No longer as a servant, but above a servant—a brother beloved, very greatly to me, but, how much rather, to thee—both in the flesh and in the Lord!
17 Indien gij mij dan houdt voor een metgezel, zo neem hem aan, gelijk als mij.
If, therefore, thou holdest me as one in thy fellowship, take him unto thee, as myself;
18 En indien hij u iets verongelijkt heeft, of schuldig is, reken dat mij toe.
And, if he hath wronged thee at all or oweth thee aught, the same, unto me, do thou reckon: —
19 Ik, Paulus, heb het geschreven met deze mijn hand, ik zal het betalen; opdat ik u niet zegge, dat gij ook uzelven mij daartoe schuldig zijt.

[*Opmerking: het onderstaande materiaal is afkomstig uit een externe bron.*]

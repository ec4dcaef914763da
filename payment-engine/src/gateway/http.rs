//! HTTP payment processor client.
//!
//! Speaks a small JSON payments API with basic auth. Transport failures and
//! processor-side 5xx responses surface as the `Unavailable` fallback, never
//! as errors.

use crate::config::GatewayConfig;
use crate::gateway::{GatewayPaymentStatus, PaymentGateway, SubmitOutcome, SubmitRequest};
use async_trait::async_trait;
use reqwest::{Client, StatusCode};
use rust_decimal::Decimal;
use secrecy::ExposeSecret;
use serde::{Deserialize, Serialize};

#[derive(Clone)]
pub struct HttpGateway {
    client: Client,
    config: GatewayConfig,
}

#[derive(Debug, Serialize)]
struct GatewayPaymentRequest {
    reference: String,
    amount: Decimal,
    currency: String,
    customer_number: String,
    concept: String,
}

#[derive(Debug, Deserialize)]
struct GatewayPaymentResponse {
    reference: String,
    status: String,
    authorization_code: Option<String>,
    error_code: Option<String>,
    error_message: Option<String>,
}

impl HttpGateway {
    pub fn new(config: GatewayConfig) -> Self {
        Self {
            client: Client::new(),
            config,
        }
    }

    fn payments_url(&self) -> String {
        format!("{}/payments", self.config.api_base_url)
    }

    fn map_submit_response(&self, response: GatewayPaymentResponse) -> SubmitOutcome {
        match response.status.to_lowercase().as_str() {
            "approved" | "succeeded" | "successful" | "captured" => SubmitOutcome::Accepted {
                gateway_reference: response.reference,
                authorization_code: response.authorization_code.unwrap_or_default(),
            },
            "pending" | "processing" | "accepted" => SubmitOutcome::Pending {
                gateway_reference: response.reference,
            },
            other => SubmitOutcome::Declined {
                code: response.error_code.unwrap_or_else(|| other.to_uppercase()),
                message: response
                    .error_message
                    .unwrap_or_else(|| "Declined by payment processor".to_string()),
            },
        }
    }
}

#[async_trait]
impl PaymentGateway for HttpGateway {
    async fn submit(&self, request: &SubmitRequest) -> SubmitOutcome {
        let body = GatewayPaymentRequest {
            reference: request.reference.clone(),
            amount: request.amount,
            currency: request.currency.clone(),
            customer_number: request.customer_number.clone(),
            concept: request.concept.clone(),
        };

        let response = self
            .client
            .post(self.payments_url())
            .basic_auth(
                &self.config.key_id,
                Some(self.config.key_secret.expose_secret()),
            )
            .json(&body)
            .send()
            .await;

        let response = match response {
            Ok(response) => response,
            Err(e) => {
                tracing::warn!(
                    reference = %request.reference,
                    error = %e,
                    "payment processor unreachable, treating submission as inconclusive"
                );
                metrics::counter!("payment_gateway_unavailable_total").increment(1);
                return SubmitOutcome::Unavailable;
            }
        };

        let status = response.status();
        let text = response.text().await.unwrap_or_default();
        tracing::debug!(status = %status, body = %text, "gateway submit response");

        if status.is_success() {
            match serde_json::from_str::<GatewayPaymentResponse>(&text) {
                Ok(parsed) => self.map_submit_response(parsed),
                Err(e) => {
                    tracing::warn!(error = %e, "unparseable gateway response, treating as inconclusive");
                    SubmitOutcome::Unavailable
                }
            }
        } else if status.is_client_error() {
            let parsed: Result<GatewayPaymentResponse, _> = serde_json::from_str(&text);
            let (code, message) = match parsed {
                Ok(r) => (
                    r.error_code.unwrap_or_else(|| "DECLINED".to_string()),
                    r.error_message.unwrap_or(text),
                ),
                Err(_) => ("DECLINED".to_string(), text),
            };
            tracing::info!(reference = %request.reference, code = %code, "gateway declined submission");
            SubmitOutcome::Declined { code, message }
        } else {
            tracing::warn!(
                reference = %request.reference,
                status = %status,
                "payment processor error, treating submission as inconclusive"
            );
            metrics::counter!("payment_gateway_unavailable_total").increment(1);
            SubmitOutcome::Unavailable
        }
    }

    async fn check_status(&self, reference: &str) -> GatewayPaymentStatus {
        let url = format!("{}/{}", self.payments_url(), reference);

        let response = self
            .client
            .get(&url)
            .basic_auth(
                &self.config.key_id,
                Some(self.config.key_secret.expose_secret()),
            )
            .send()
            .await;

        let response = match response {
            Ok(response) => response,
            Err(e) => {
                tracing::warn!(reference = %reference, error = %e, "status check unreachable");
                return GatewayPaymentStatus::Unavailable;
            }
        };

        let status = response.status();
        if status == StatusCode::NOT_FOUND {
            // The processor never saw the attempt; the expiration timeout
            // resolves it eventually.
            return GatewayPaymentStatus::Pending;
        }
        if !status.is_success() {
            tracing::warn!(reference = %reference, status = %status, "status check failed");
            return GatewayPaymentStatus::Unavailable;
        }

        match response.json::<GatewayPaymentResponse>().await {
            Ok(parsed) => match parsed.status.to_lowercase().as_str() {
                "approved" | "succeeded" | "successful" | "captured" => {
                    GatewayPaymentStatus::Successful
                }
                "declined" | "failed" | "rejected" => GatewayPaymentStatus::Failed,
                _ => GatewayPaymentStatus::Pending,
            },
            Err(e) => {
                tracing::warn!(reference = %reference, error = %e, "unparseable status response");
                GatewayPaymentStatus::Unavailable
            }
        }
    }
}
//! Store abstraction for payments, transactions, and payment methods.
//!
//! Durable persistence is an external collaborator; the engine only depends
//! on this contract. All payment mutation goes through the targeted methods
//! here ([`PaymentStore::transition_status`],
//! [`PaymentStore::mark_retry_attempt`]) rather than whole-record writes, so
//! concurrent writers are serialized by the optimistic status check.

pub mod memory;

use crate::error::PaymentError;
use crate::models::{Payment, PaymentMethod, PaymentStatus, Transaction};
use async_trait::async_trait;
use chrono::{DateTime, Utc};
use uuid::Uuid;

pub use memory::InMemoryStore;

#[async_trait]
pub trait PaymentStore: Send + Sync {
    /// Persist a newly created payment. Rejects duplicate payment numbers.
    async fn insert_payment(&self, payment: Payment) -> Result<Payment, PaymentError>;

    async fn find_by_id(&self, id: Uuid) -> Result<Option<Payment>, PaymentError>;

    async fn find_by_number(&self, payment_number: &str) -> Result<Option<Payment>, PaymentError>;

    async fn find_by_policy(&self, policy_number: &str) -> Result<Vec<Payment>, PaymentError>;

    /// A bounded page of payments in the given status, oldest first.
    async fn find_by_status(
        &self,
        status: PaymentStatus,
        limit: usize,
    ) -> Result<Vec<Payment>, PaymentError>;

    /// Failed payments still under the attempt cap whose last retry (or
    /// creation, if never retried) is older than `cutoff`. Oldest first.
    async fn find_failed_eligible_for_retry(
        &self,
        max_attempts: u32,
        cutoff: DateTime<Utc>,
        limit: usize,
    ) -> Result<Vec<Payment>, PaymentError>;

    /// Apply a status transition only if the payment is still in `expected`.
    ///
    /// A mismatch means another writer got there first and yields
    /// [`PaymentError::StaleTransition`] without side effects. On success the
    /// store stamps `completion_date` when entering `Completed` and records
    /// `reason` as the failure reason when entering `Failed`, `Cancelled`, or
    /// `Expired`.
    async fn transition_status(
        &self,
        id: Uuid,
        expected: PaymentStatus,
        next: PaymentStatus,
        reason: Option<String>,
    ) -> Result<Payment, PaymentError>;

    /// Atomically increment the retry counter and stamp the retry date,
    /// refusing to exceed `max_attempts`.
    async fn mark_retry_attempt(
        &self,
        id: Uuid,
        max_attempts: u32,
    ) -> Result<Payment, PaymentError>;

    async fn append_transaction(&self, transaction: Transaction)
        -> Result<Transaction, PaymentError>;

    async fn transactions_for_payment(
        &self,
        payment_id: Uuid,
    ) -> Result<Vec<Transaction>, PaymentError>;

    /// The most recent PAYMENT-type transaction for a payment, if any.
    async fn latest_payment_transaction(
        &self,
        payment_id: Uuid,
    ) -> Result<Option<Transaction>, PaymentError>;

    async fn find_default_payment_method(
        &self,
        customer_number: &str,
    ) -> Result<Option<PaymentMethod>, PaymentError>;
}
use crate::models::PaymentStatus;
use thiserror::Error;

#[derive(Debug, Error)]
pub enum PaymentError {
    #[error("Validation error: {0}")]
    Validation(String),

    #[error("Unknown currency code: {0}")]
    InvalidCurrency(String),

    #[error("Not found: {0}")]
    NotFound(String),

    #[error("Conflict: {0}")]
    Conflict(String),

    #[error("Illegal status transition: {from} -> {to}")]
    IllegalTransition {
        from: PaymentStatus,
        to: PaymentStatus,
    },

    #[error("Stale transition: expected {expected}, found {actual}")]
    StaleTransition {
        expected: PaymentStatus,
        actual: PaymentStatus,
    },

    #[error("Retry attempts exhausted for payment {0}")]
    RetryExhausted(String),

    #[error("Gateway error: {0}")]
    Gateway(anyhow::Error),

    #[error("Store error: {0}")]
    Store(anyhow::Error),

    #[error("Configuration error: {0}")]
    Config(anyhow::Error),
}

impl PaymentError {
    /// A stale transition means another writer already moved the payment.
    /// Background tasks treat this as benign and skip the item.
    pub fn is_stale(&self) -> bool {
        matches!(self, PaymentError::StaleTransition { .. })
    }
}
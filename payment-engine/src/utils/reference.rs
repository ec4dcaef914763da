//! Reference-number minting for payments, refunds, invoices, and payment
//! methods.
//!
//! References look like `PAY-20260806-0042-917`: prefix, date, a shared
//! 4-digit sequence that wraps to 1 after 9999, and a 3-digit random salt.
//! The sequence is process-local, so references are NOT cluster-unique; the
//! salt only narrows the collision window. Callers that persist a reference
//! must re-check uniqueness against the store before committing.

use chrono::Utc;
use rand::Rng;
use std::sync::atomic::{AtomicU32, Ordering};
use std::sync::Arc;

const PAYMENT_PREFIX: &str = "PAY";
const REFUND_PREFIX: &str = "REF";
const INVOICE_PREFIX: &str = "INV";
const PAYMENT_METHOD_PREFIX: &str = "PMT";

/// Mints reference numbers from a single shared sequence.
#[derive(Debug, Clone)]
pub struct ReferenceGenerator {
    sequence: Arc<AtomicU32>,
}

impl Default for ReferenceGenerator {
    fn default() -> Self {
        Self::new()
    }
}

impl ReferenceGenerator {
    pub fn new() -> Self {
        Self {
            sequence: Arc::new(AtomicU32::new(1)),
        }
    }

    pub fn payment_number(&self) -> String {
        self.reference(PAYMENT_PREFIX)
    }

    pub fn refund_number(&self) -> String {
        self.reference(REFUND_PREFIX)
    }

    pub fn invoice_number(&self) -> String {
        self.reference(INVOICE_PREFIX)
    }

    pub fn payment_method_number(&self) -> String {
        self.reference(PAYMENT_METHOD_PREFIX)
    }

    /// Mint a reference with an arbitrary prefix, drawing from the shared
    /// sequence.
    pub fn reference(&self, prefix: &str) -> String {
        let date = Utc::now().format("%Y%m%d");
        let sequence = self.next_sequence();
        let salt = rand::thread_rng().gen_range(0..1000);
        format!("{}-{}-{:04}-{:03}", prefix, date, sequence, salt)
    }

    fn next_sequence(&self) -> u32 {
        self.sequence
            .fetch_update(Ordering::SeqCst, Ordering::SeqCst, |current| {
                Some(if current > 9999 { 2 } else { current + 1 })
            })
            .map(|previous| if previous > 9999 { 1 } else { previous })
            .unwrap_or(1)
    }
}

I, Paul, have written [it] with, my own, hand, —I, will repay [it]; that I may not tell thee—that, thyself, unto me, thou still owest.
20 Ja, broeder, laat mij uwer hierin genieten in den Heere; verkwik mijn ingewanden in den Heere.
Yea! brother, I, would, from thee, have help, in the Lord: give rest unto my tender affections in Christ.
21 Ik heb aan u geschreven, vertrouwende op uw gehoorzaamheid; en ik weet, dat gij doen zult ook boven hetgeen ik zeg.
Confident of thine obedience, I have written unto thee, knowing that, even beyond what I say, thou wilt do: —
22 En bereid mij ook tegelijk een herberg; want ik hoop, dat ik door uw gebeden ulieden zal geschonken worden.
At the same time, moreover, be also getting ready for me, a lodging; for I am hoping that, through your prayers, I shall be granted as a favour unto you.
23 U groeten Epafras, mijn medegevangene in Christus Jezus,
There salute thee—Epaphras my fellow-captive in Christ Jesus,
24 Markus, Aristarchus, Demas, Lukas, mijn medearbeiders.
Mark, Aristarchus, Demas, Luke, —my fellow-workers.
25 De genade van onzen Heere Jezus Christus zij met uw geest. Amen.
The favour of the Lord Jesus Christ, be with your spirit.